Interrogé par les députés et sénateurs le 14 octobre 2025, le commissaire européen chargé du marché intérieur Stéphane Séjourné, avait indiqué que son collègue Christophe Hansen (agriculture et alimentation) soumettra au Parlement européen « une proposition de directive visant à lutter contre les pratiques déloyales ». L’ancien ministre français a insisté sur la nécessité de traiter le sujet au niveau européen. « Notre intérêt est d’avoir un dispositif européen qui englobe tout le monde et qui ne crée pas de nouvelles barrières au sein du marché intérieur », avait-il expliqué. Anne-Catherine Loisier redoute néanmoins que le sujet avance difficilement. « Les interprétations chez les pays voisins ne sont pas les mêmes. Je n’ai pas le sentiment qu’ils soient aussi préoccupés que nous, Français, par des pratiques commerciales et une pression sur les prix. »

La question des centrales d’achat, ou des centrales de service, où se négocient tous les aspects de stratégie commerciale pour les produits mis en vente, devrait rester au cœur des investigations sénatoriales. Après avoir donné la parole dans un premier temps aux acteurs de la grande distribution, la commission d’enquête va s’orienter dans les prochaines semaines sur les réponses des industriels, cycle qui a commencé la semaine dernière avec l’audition de l’Association nationale des industries alimentaires (Ania), qui s’est montrée très offensive.
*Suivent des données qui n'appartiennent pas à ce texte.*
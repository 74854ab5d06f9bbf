//! Error taxonomy and failure classification.
//!
//! Every operation surfaces one of these variants to the caller; the MCP tool
//! boundary flattens them to strings. A separate classifier decides which
//! connection errors are transient and worth retrying versus permanent
//! failures that should fail immediately (authentication errors are never
//! retried to avoid account lockouts).

use thiserror::Error;

use russh_sftp::client::error::Error as SftpError;
use russh_sftp::protocol::StatusCode;

/// Errors surfaced by the session orchestration layer.
#[derive(Debug, Error)]
pub enum SshMcpError {
    #[error("host '{host}' is not permitted by SSH_ALLOWED_HOSTS ({patterns})")]
    HostPolicyViolation { host: String, patterns: String },

    #[error("no usable credentials: provide a private key, key path or password")]
    AuthenticationUnavailable,

    #[error("authentication failed for {username}@{host}: {reason}")]
    AuthenticationFailed {
        username: String,
        host: String,
        reason: String,
    },

    #[error("connection to {host}:{port} timed out after {timeout_secs}s")]
    ConnectionTimeout {
        host: String,
        port: u16,
        timeout_secs: u64,
    },

    #[error("connection to {host}:{port} failed: {reason}")]
    ConnectionFailed {
        host: String,
        port: u16,
        reason: String,
    },

    #[error("no active session with ID: {0}")]
    SessionNotFound(String),

    #[error("command execution failed: {0}")]
    ExecutionFailed(String),

    #[error("command timed out: {command}")]
    CommandTimeout { command: String },

    #[error("remote file is {size} bytes, exceeding the {limit} byte read limit")]
    TransferSizeExceeded { size: u64, limit: u64 },

    #[error("remote path not found: {0}")]
    RemoteObjectNotFound(String),

    #[error("{0} exists but is not a directory")]
    NotADirectory(String),

    #[error("{0} is a directory")]
    IsADirectory(String),

    #[error("forward conflict: {0}")]
    ForwardConflict(String),

    #[error("no active tunnel with ID: {0}")]
    TunnelNotFound(String),

    #[error("invalid key parameters: {0}")]
    InvalidKeyParameters(String),

    #[error("unsupported key type '{0}' (expected ed25519, rsa or ecdsa)")]
    UnsupportedKeyType(String),

    #[error("SFTP operation on {path} failed: {reason}")]
    Sftp { path: String, reason: String },
}

impl SshMcpError {
    /// Map an SFTP-level error to the taxonomy, attaching the remote path.
    ///
    /// `NoSuchFile` becomes [`SshMcpError::RemoteObjectNotFound`]; everything
    /// else is wrapped as a transport-level SFTP failure.
    pub(crate) fn from_sftp(err: SftpError, path: &str) -> Self {
        match &err {
            SftpError::Status(status) if status.status_code == StatusCode::NoSuchFile => {
                SshMcpError::RemoteObjectNotFound(path.to_string())
            }
            _ => SshMcpError::Sftp {
                path: path.to_string(),
                reason: err.to_string(),
            },
        }
    }
}

/// Whether an SFTP error indicates the subchannel itself died (as opposed to
/// a remote filesystem status), in which case the cached session must be
/// dropped and reopened on the next file operation.
pub(crate) fn sftp_channel_terminated(err: &SftpError) -> bool {
    match err {
        SftpError::Status(status) => matches!(
            status.status_code,
            StatusCode::NoConnection | StatusCode::ConnectionLost
        ),
        // Timeouts, unexpected packets and protocol violations all leave the
        // subchannel in an unusable state.
        _ => true,
    }
}

/// Authentication error patterns that indicate permanent failures.
const AUTH_ERRORS: &[&str] = &[
    "authentication failed",
    "permission denied",
    "publickey",
    "auth fail",
    "no authentication",
    "all authentication methods failed",
];

/// Connection error patterns that indicate transient failures.
const RETRYABLE_ERRORS: &[&str] = &[
    "connection refused",
    "connection reset",
    "connection timed out",
    "timeout",
    "network is unreachable",
    "no route to host",
    "host is down",
    "temporary failure",
    "resource temporarily unavailable",
    "handshake failed",
    "failed to connect",
    "broken pipe",
    "would block",
];

/// Determines if a connection error is retryable (transient) or permanent.
///
/// Authentication failures are checked first and take precedence: an error
/// mentioning both a timeout and rejected credentials is not retried.
/// Unknown errors that look like SSH protocol failures are not retried
/// unless they also mention a timeout or connect problem.
pub(crate) fn is_retryable_error(error: &str) -> bool {
    let error_lower = error.to_lowercase();

    for auth_err in AUTH_ERRORS {
        if error_lower.contains(auth_err) {
            return false;
        }
    }

    for retryable_err in RETRYABLE_ERRORS {
        if error_lower.contains(retryable_err) {
            return true;
        }
    }

    !error_lower.contains("ssh")
        || error_lower.contains("timeout")
        || error_lower.contains("connect")
}

#[cfg(test)]
mod tests {
    use super::*;

    mod retry_classification {
        use super::*;

        #[test]
        fn test_auth_errors_not_retryable() {
            assert!(!is_retryable_error("Authentication failed"));
            assert!(!is_retryable_error("permission denied (publickey)"));
            assert!(!is_retryable_error("All authentication methods failed"));
        }

        #[test]
        fn test_connection_errors_retryable() {
            assert!(is_retryable_error("Connection refused"));
            assert!(is_retryable_error("connection reset by peer"));
            assert!(is_retryable_error("Network is unreachable"));
            assert!(is_retryable_error("No route to host"));
            assert!(is_retryable_error("broken pipe"));
        }

        #[test]
        fn test_auth_takes_precedence_over_connection() {
            assert!(!is_retryable_error(
                "Connection timeout during authentication failed"
            ));
        }

        #[test]
        fn test_ssh_protocol_errors_not_retryable() {
            assert!(!is_retryable_error("SSH protocol error"));
            assert!(!is_retryable_error("SSH version mismatch"));
        }

        #[test]
        fn test_ssh_with_timeout_or_connect_retryable() {
            assert!(is_retryable_error("SSH connection timeout"));
            assert!(is_retryable_error("SSH failed to connect"));
        }

        #[test]
        fn test_unknown_error_defaults_to_retryable() {
            assert!(is_retryable_error(""));
            assert!(is_retryable_error("Something went wrong"));
        }

        #[test]
        fn test_case_insensitivity() {
            assert!(!is_retryable_error("PERMISSION DENIED"));
            assert!(is_retryable_error("CONNECTION REFUSED"));
        }
    }

    mod error_display {
        use super::*;

        #[test]
        fn test_session_not_found_names_id() {
            let err = SshMcpError::SessionNotFound("deploy-box".to_string());
            assert!(err.to_string().contains("deploy-box"));
        }

        #[test]
        fn test_host_policy_violation_names_host_and_patterns() {
            let err = SshMcpError::HostPolicyViolation {
                host: "evil.example.org".to_string(),
                patterns: "*.internal.example.com".to_string(),
            };
            let msg = err.to_string();
            assert!(msg.contains("evil.example.org"));
            assert!(msg.contains("*.internal.example.com"));
        }

        #[test]
        fn test_transfer_size_exceeded_reports_both_sizes() {
            let err = SshMcpError::TransferSizeExceeded {
                size: 2_000_000,
                limit: 1_048_576,
            };
            let msg = err.to_string();
            assert!(msg.contains("2000000"));
            assert!(msg.contains("1048576"));
        }

        #[test]
        fn test_command_timeout_carries_command() {
            let err = SshMcpError::CommandTimeout {
                command: "sleep 600".to_string(),
            };
            assert!(err.to_string().contains("sleep 600"));
        }

        #[test]
        fn test_forward_conflict_names_tunnel() {
            let err = SshMcpError::ForwardConflict("local:127.0.0.1:8080->db:5432".to_string());
            assert!(err.to_string().contains("local:127.0.0.1:8080->db:5432"));
        }
    }
}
La fin prévue des négociations commerciales, le 1er mars, pourrait d’ailleurs faciliter ce travail, et la volonté de se confier.

« On est très loin d’avoir fini »

« La peur de rétorsions nous est clairement exprimée », relate Antoinette Guhl. « Les rétorsions, c’est le déréférencement des rayons pour un mois ou deux. Pour une PME, c’est tragique. Pour beaucoup de structures, il y a un risque, ils ne nous disent pas tout. » Les auditions sont loin d’être l’unique canal d’information de la commission d’enquête. La rapporteure précise recevoir « beaucoup d’informations » par voie écrite. Les sénateurs comptent également réaliser des visites sur place. Face à deux catégories d’acteurs qui se renvoient la responsabilité des torts, la sénatrice de Paris se dit confiante pour démêler le vrai du faux. « On va y avoir des auditions supplémentaires, et les documents que l’on demande. On est très loin d’avoir fini. » Signe qu’il y a encore beaucoup d’acteurs à entendre, les auditions se poursuivront sur deux semaines durant l’interruption des travaux en hémicycle, durant la campagne des municipales.

Anne-Catherine Loisier se dit aussi « assez optimiste » sur la façon dont atterrira la commission d’enquête, avec des « recommandations qui soient assez transpartisanes et qui peuvent faire l’objet d’une proposition de loi ». « On va obtenir un maximum d’éléments et croiser les informations. On va chercher un peu tous azimuts ». « Le coup de gueule de la ministre montre que cette commission d’enquête commence à porter ses fruits », conclut Antoinette Guhl.